Kopp has a long memory and hasn’t forgotten old slights. When he was first elected to the Board of Supervisors in 1971, it was customary for the candidate with the largest vote total to be named president of the board. But his fellow supervisors outmaneuvered him and he didn’t get the powerful post, a defeat that still rankles.

He grew up in Syracuse, N.Y., and attended Dartmouth and Harvard Law School. He moved to San Francisco in 1955 after a stint as a lawyer in the Air Force. It was a low-rise city in those days, and the old boys’ network held sway over politics and government. “It was a simpler time,” Kopp said. 

Coulda been da mayor

Back then, the mayor appointed members of the school board. “There were three Catholics, two Protestants and two Jews; I think it was an unwritten law,” Kopp recalled, sounding a bit nostalgic. Indeed, he would like to put an end to the election of the board and restore that power to the mayor.

Kopp is proud of his long years of civic service and thinks politicians should follow the rules.
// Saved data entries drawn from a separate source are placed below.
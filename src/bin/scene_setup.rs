use std::env;

use anyhow::Context;
use mapscene::cli::{run, RunError, USAGE};

fn main() -> anyhow::Result<()> {
    env_logger::init();

    let args: Vec<String> = env::args().skip(1).collect();
    match run(&args) {
        Ok(_) => Ok(()),
        Err(RunError::Args(e)) => {
            eprintln!("[scene_setup] error parsing arguments: {e}");
            eprintln!("{USAGE}");
            std::process::exit(1);
        }
        Err(RunError::Scene(e)) => {
            let category = e.category();
            Err(e).with_context(|| format!("scene setup failed ({category})"))
        }
    }
}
But when asked what he regrets, he mentions a time when he wishes he had bent the rules. It was 1979, and he was in a tight race to unseat Mayor Dianne Feinstein. The election came down to a runoff, and David Scott, who had been eliminated in the first round, offered to back him.

But the endorsement carried a price tag: Scott, who had significant support in the gay community, wanted Kopp to promise him a seat on the city’s airport commission. Kopp refused, citing a city policy forbidding that sort of horse-trading. Disappointed, Scott endorsed Feinstein, who went on to narrowly defeat Kopp.

“I could have finessed it. I could have said something like when I’m elected I’ll be appointing friends who are qualified,” Kopp said with a slightly abashed grin. The wink and nod might have allowed him to skirt the rule and quite possibly made him mayor.

Kopp and his wife live in Lakeshore Acres, a neighborhood with a suburban feel in the city’s southwest corner. He wants to keep it – and the rest of the city’s west side – that way. “San Francisco is known for its neighborhoods. The changes (like ending single-family zoning) will make it more like Manhattan. It won’t be a welcoming place,” he said.

Kopp in his office. (Photo by Bill Snyder)

His life in semi-retirement is a pleasant, if quiet, one. “A swim in the morning, and then I have a piece of fruit and a half a muffin and coffee and read the Chronicle, and if it’s published that day, the Examiner.” He’s in the office by about 10.30 a.m. Dinner is often at the Olympic Club or the St. Francis Yacht Club, where he has membership privileges, even though he doesn’t sail or own a boat.

After 50 years in politics, what is he most proud of? “My three children.” He has two sons, a daughter, and, four grandchildren. “I’ve tried to teach my children honesty and integrity. And I think I’ve succeeded.”